START Task inputs

impl RenderDevice for WgpuDevice {
    fn create_geometry(&mut self, desc: &GeometryDesc) -> GeometryHandle {
        let vertex_count = desc.vertex_count() as u32;
        let positions = self.create_buffer(desc.label, desc.positions);
        let texcoords = desc
            .layout
            .has_texcoords()
            .then(|| self.create_buffer(desc.label, desc.texcoords));
        let normals = desc
            .layout
            .has_texcoords()
            .then(|| self.create_buffer(desc.label, desc.normals));

        let indices = if desc.topology == Topology::TriangleFan {
            let indices = fan_indices(vertex_count as usize);
            let buffer = self
                .device
                .create_buffer_init(&wgpu::util::BufferInitDescriptor {
                    label: Some(desc.label),
                    contents: bytemuck::cast_slice(&indices),
                    usage: wgpu::BufferUsages::INDEX,
                });
            Some((buffer, indices.len() as u32))
        } else {
            None
        };

        self.geometries.push(GeometryEntry {
            positions,
            texcoords,
            normals,
            indices,
            vertex_count,
            layout: desc.layout,
            topology: native_topology(desc.topology),
            depth_test: desc.depth_test,
            blend: desc.blend,
        });
        GeometryHandle(self.geometries.len() as u32 - 1)
    }

    fn create_program(&mut self, desc: &ProgramDesc) -> Result<ProgramHandle, DeviceError> {
        // Shader build errors are asynchronous in wgpu; an error scope
        // turns them into the one fatal error class of the contract.
        self.device.push_error_scope(wgpu::ErrorFilter::Validation);
        let module = self
            .device
            .create_shader_module(wgpu::ShaderModuleDescriptor {
                label: Some(desc.label),
                source: wgpu::ShaderSource::Wgsl(desc.source.into()),
            });
        if let Some(error) = pollster::block_on(self.device.pop_error_scope()) {
            return Err(DeviceError::ProgramBuild {
                label: desc.label.to_string(),
                message: error.to_string(),
            });
        }

        let mut entries = vec![wgpu::BindGroupLayoutEntry {
            binding: 0,
            visibility: wgpu::ShaderStages::VERTEX_FRAGMENT,
            ty: wgpu::BindingType::Buffer {
                ty: wgpu::BufferBindingType::Uniform,
                has_dynamic_offset: true,
                min_binding_size: NonZeroU64::new(desc.uniform_bytes as u64),
            },
            count: None,
        }];
        for (i, slot) in desc.textures.iter().enumerate() {
            entries.push(wgpu::BindGroupLayoutEntry {
                binding: 1 + 2 * i as u32,
                visibility: wgpu::ShaderStages::FRAGMENT,
                ty: wgpu::BindingType::Texture {
                    sample_type: wgpu::TextureSampleType::Float { filterable: true },
                    view_dimension: match slot.dim {
                        SamplerDim::D2 => wgpu::TextureViewDimension::D2,
                        SamplerDim::Cube => wgpu::TextureViewDimension::Cube,
                    },
                    multisampled: false,
                },
                count: None,
            });
            entries.push(wgpu::BindGroupLayoutEntry {
                binding: 2 + 2 * i as u32,
                visibility: wgpu::ShaderStages::FRAGMENT,
                ty: wgpu::BindingType::Sampler(wgpu::SamplerBindingType::Filtering),
                count: None,
            });
        }
        let bind_group_layout =
            self.device
                .create_bind_group_layout(&wgpu::BindGroupLayoutDescriptor {
                    label: Some(desc.label),
                    entries: &entries,
                });
        let pipeline_layout =
            self.device
                .create_pipeline_layout(&wgpu::PipelineLayoutDescriptor {
                    label: Some(desc.label),
                    bind_group_layouts: &[&bind_group_layout],
                    push_constant_ranges: &[],
                });

        let stride =
            (desc.uniform_bytes as u32).div_ceil(UNIFORM_STRIDE_ALIGN) * UNIFORM_STRIDE_ALIGN;
        let ring = self.device.create_buffer(&wgpu::BufferDescriptor {
            label: Some(&format!("{} uniform ring", desc.label)),
            size: stride as u64 * INITIAL_RING_SLOTS as u64,
            usage: wgpu::BufferUsages::UNIFORM | wgpu::BufferUsages::COPY_DST,
            mapped_at_creation: false,
        });

        self.programs.push(ProgramEntry {
            label: desc.label.to_string(),
            module,
            bind_group_layout,
            pipeline_layout,
            uniforms: desc.uniforms.to_vec(),
            uniform_bytes: desc.uniform_bytes,
            textures: desc.textures.to_vec(),
            staging: vec![0u8; desc.uniform_bytes],
            ring,
            ring_slots: INITIAL_RING_SLOTS,
            ring_used: 0,
        });
        Ok(ProgramHandle(self.programs.len() as u32 - 1))
    }

    fn create_texture_2d(&mut self, image: &ImageData, label: &str) -> TextureHandle {
        self.textures_2d
            .push(create_texture_2d(&self.device, &self.queue, image, label));
        TextureHandle(self.textures_2d.len() as u32 - 1)
    }

    fn create_texture_cube(&mut self, faces: &[ImageData; 6], label: &str) -> CubeMapHandle {
        self.cube_maps
            .push(create_texture_cube(&self.device, &self.queue, faces, label));
        CubeMapHandle(self.cube_maps.len() as u32 - 1)
    }

    fn use_program(&mut self, program: ProgramHandle) {
        self.current_program = Some(program);
    }

    fn set_mat4(&mut self, program: ProgramHandle, name: &str, value: Mat4) {
        let data = value.to_array();
        self.write_uniform(program, name, UniformKind::Mat4, bytemuck::cast_slice(&data));
    }

    fn set_vec3(&mut self, program: ProgramHandle, name: &str, value: Vec3) {
        let data = [value.x, value.y, value.z];
        self.write_uniform(program, name, UniformKind::Vec3, bytemuck::cast_slice(&data));
    }

    fn set_vec4(&mut self, program: ProgramHandle, name: &str, value: Vec4) {
        let data = value.to_array();
        self.write_uniform(program, name, UniformKind::Vec4, bytemuck::cast_slice(&data));
    }

    fn set_f32(&mut self, program: ProgramHandle, name: &str, value: f32) {
        self.write_uniform(program, name, UniformKind::F32, bytemuck::bytes_of(&value));
    }

    fn set_u32(&mut self, program: ProgramHandle, name: &str, value: u32) {
        self.write_uniform(program, name, UniformKind::U32, bytemuck::bytes_of(&value));
    }

    fn bind_texture_2d(&mut self, unit: u32, texture: TextureHandle) {
        self.bound_2d[unit as usize] = Some(texture);
    }

    fn bind_texture_cube(&mut self, unit: u32, texture: CubeMapHandle) {
        self.bound_cube[unit as usize] = Some(texture);
    }

    fn draw(&mut self, geometry: GeometryHandle) {
        let Some(program) = self.current_program else {
            warn!("draw submitted with no program in use");
            return;
        };
        if self.frame.is_none() {
            warn!("draw submitted outside a frame");
            return;
        }

        let geometry_index = geometry.0 as usize;
        let program_index = program.0 as usize;

        let key = {
            let geom = &self.geometries[geometry_index];
            PipelineKey {
                program: program.0,
                layout: geom.layout,
                topology: geom.topology,
                depth_test: geom.depth_test,
                blend: geom.blend,
            }
        };
        self.ensure_pipeline(key);
        self.ensure_ring_slot(program_index);

        let dynamic_offset = {
            let entry = &mut self.programs[program_index];
            let offset = entry.ring_used * entry.ring_stride();
            entry.ring_used += 1;
            offset
        };

        let entry = &self.programs[program_index];
        self.queue
            .write_buffer(&entry.ring, dynamic_offset as u64, &entry.staging);

        let mut bind_entries = vec![wgpu::BindGroupEntry {
            binding: 0,
            resource: wgpu::BindingResource::Buffer(wgpu::BufferBinding {
                buffer: &entry.ring,
                offset: 0,
                size: NonZeroU64::new(entry.uniform_bytes as u64),
            }),
        }];
        for (i, slot) in entry.textures.iter().enumerate() {
            let (view, sampler) = match slot.dim {
                SamplerDim::D2 => (
                    self.bound_2d[slot.unit as usize]
                        .map(|h| &self.textures_2d[h.0 as usize].view)
                        .unwrap_or(&self.fallback_2d.view),
                    &self.sampler_2d,
                ),
                SamplerDim::Cube => (
                    self.bound_cube[slot.unit as usize]
                        .map(|h| &self.cube_maps[h.0 as usize].view)
                        .unwrap_or(&self.fallback_cube.view),
                    &self.sampler_cube,
                ),
            };
            bind_entries.push(wgpu::BindGroupEntry {
                binding: 1 + 2 * i as u32,
                resource: wgpu::BindingResource::TextureView(view),
            });
            bind_entries.push(wgpu::BindGroupEntry {
                binding: 2 + 2 * i as u32,
                resource: wgpu::BindingResource::Sampler(sampler),
            });
        }
        let bind_group = self.device.create_bind_group(&wgpu::BindGroupDescriptor {
            label: Some(&entry.label),
            layout: &entry.bind_group_layout,
            entries: &bind_entries,
        });

        let geom = &self.geometries[geometry_index];
        let pipeline = &self.pipelines[&key];
        let frame = self.frame.as_mut().expect("frame checked above");
        let pass = &mut frame.pass;

        pass.set_pipeline(pipeline);
        pass.set_bind_group(0, &bind_group, &[dynamic_offset]);
        pass.set_vertex_buffer(0, geom.positions.slice(..));
        if let Some(texcoords) = &geom.texcoords {
            pass.set_vertex_buffer(1, texcoords.slice(..));
        }
        if let Some(normals) = &geom.normals {
            pass.set_vertex_buffer(2, normals.slice(..));
        }
        match &geom.indices {
            Some((buffer, count)) => {
                pass.set_index_buffer(buffer.slice(..), wgpu::IndexFormat::Uint32);
                pass.draw_indexed(0..*count, 0, 0..1);
            }
            None => pass.draw(0..geom.vertex_count, 0..1),
        }
    }
}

END Task inputs

Look above for the line holding "Ok(ProgramHandle(self.programs.len() as u32" and the line holding "let Some(program) = self.current_program", then output exactly those two lines and every line between them, nothing more.

        Ok(ProgramHandle(self.programs.len() as u32 - 1))
    }

    fn create_texture_2d(&mut self, image: &ImageData, label: &str) -> TextureHandle {
        self.textures_2d
            .push(create_texture_2d(&self.device, &self.queue, image, label));
        TextureHandle(self.textures_2d.len() as u32 - 1)
    }

    fn create_texture_cube(&mut self, faces: &[ImageData; 6], label: &str) -> CubeMapHandle {
        self.cube_maps
            .push(create_texture_cube(&self.device, &self.queue, faces, label));
        CubeMapHandle(self.cube_maps.len() as u32 - 1)
    }

    fn use_program(&mut self, program: ProgramHandle) {
        self.current_program = Some(program);
    }

    fn set_mat4(&mut self, program: ProgramHandle, name: &str, value: Mat4) {
        let data = value.to_array();
        self.write_uniform(program, name, UniformKind::Mat4, bytemuck::cast_slice(&data));
    }

    fn set_vec3(&mut self, program: ProgramHandle, name: &str, value: Vec3) {
        let data = [value.x, value.y, value.z];
        self.write_uniform(program, name, UniformKind::Vec3, bytemuck::cast_slice(&data));
    }

    fn set_vec4(&mut self, program: ProgramHandle, name: &str, value: Vec4) {
        let data = value.to_array();
        self.write_uniform(program, name, UniformKind::Vec4, bytemuck::cast_slice(&data));
    }

    fn set_f32(&mut self, program: ProgramHandle, name: &str, value: f32) {
        self.write_uniform(program, name, UniformKind::F32, bytemuck::bytes_of(&value));
    }

    fn set_u32(&mut self, program: ProgramHandle, name: &str, value: u32) {
        self.write_uniform(program, name, UniformKind::U32, bytemuck::bytes_of(&value));
    }

    fn bind_texture_2d(&mut self, unit: u32, texture: TextureHandle) {
        self.bound_2d[unit as usize] = Some(texture);
    }

    fn bind_texture_cube(&mut self, unit: u32, texture: CubeMapHandle) {
        self.bound_cube[unit as usize] = Some(texture);
    }

    fn draw(&mut self, geometry: GeometryHandle) {
        let Some(program) = self.current_program else {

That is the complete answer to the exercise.